Cet état de fait est dû principalement à leur âge. Ces deux langages existent depuis plusieurs dizaines d’années alors que Rust a atteint sa version 1.0 en 2015. Mécaniquement, il y a plus de code C/C++ que de code Rust.
Oui, un jeu de mots bien pourri :p
Cela dit, un facteur aggravant vient s’ajouter : beaucoup pensent que le langage n’est pas un problème, il « suffit de ne pas créer de bugs » et donc de devenir meilleur. Ce n’est pas tout à fait faux, mais le niveau d’excellence à atteindre pour réussir à écrire du code dénué de failles mémoire dans un système complexe relève du divin. C’est humainement impossible, tout simplement. Le meilleur des meilleurs peut être fatigué, malade, avoir un moment d’inattention sur la mauvaise fonction du code… Et les faits corroborent cette hypothèse : on est plombés de failles et il ne se passe pas un an sans un scandale de fuite de données confidentielles.
Solutions
Maintenant qu’il est prouvé que la stratégie du « devenez meilleur et ne créez plus de bugs » ne fonctionne pas, on pourrait peut-être passer à une stratégie qui a une chance de réussir ? L’auteur présente rapidement Rust et suggère des points de communication pour convaincre les développeurs et les décideurs d’adopter ce genre de technologie. Le plus important à mes yeux est de développer une culture de la sécurité. Typiquement, le dépassement de tampon est enseigné à l’école comme étant une cause de crash. Mais il est rarement fait mention que selon le compilateur ou d’autres facteurs, ça peut rapidement devenir une faille critique de sécurité.
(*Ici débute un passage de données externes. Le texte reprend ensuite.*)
//! Deterministic tier engine.
//!
//! A pure decision cascade over the evidence dossier: same dossier,
//! same tumor, same configuration tables, same tier. The LLM never
//! participates here.

pub mod assessment;
pub mod confidence;
pub mod summary;
pub mod tier;

pub use assessment::Assessment;
pub use tier::{get_tier_hint, ReasonCode, SubLevel, Tier, TierConfig, TierResult};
Pour lui, cet enseignement pourrait changer notre approche des failles de sécurité : non plus une par une comme pour un bug, mais plutôt comme un problème de fond dans le domaine de la programmation et des outils qu’on utilise pour coder, dont le langage de programmation lui-même.
Obstacles
L’article finit sur cette note positive, mais la réalité, à mes yeux, est bien plus sombre : il ne prend pas en compte l’immobilisme qui peut caractériser les grosses entreprises.

Je ne parle pas des boîtes qui sont dans l’air du temps, comme DropBox, Facebook, Google… mais des grosses entreprises qui accusent leur âge. Dans ces structures, l’inertie est telle que la moindre migration de technologie prend littéralement 3 ou 4 ans à s’accomplir. Des technologies qui ont moins de 10 ans ne sont même pas connues ne serait-ce que de nom. Il n’y a guère que les méthodes de management/communication qui évoluent vite (Scrum, par exemple). Oui, pour le bullshitware, il y a du monde, ça donne un coup de peinture à la façade et permet de dire aux candidats qu’on est modernes.
Mais quand il s’agit d’attaquer le cœur de la technologie, les décideurs ne veulent même pas en entendre parler. Ils ne voient que le coût (formation et adaptation des équipes) à court terme sans voir les gains à moyen ou long terme. Pire, même les ingénieurs ne sont pas plus motivés que ça, complètement anesthésiés par des années d’inertie et de déception vis-à-vis des décisions de leurs supérieurs.
Venir à bout de ces failles mémoire et de sécurité à la racine est possible, mais cela va prendre plusieurs générations, et je parle bien en termes de générations humaines. Dans un monde envahi par la technologie, se dire que le code qui la pilote est sûrement truffé de failles qui ne demandent qu’à être exploitées fait froid dans le dos.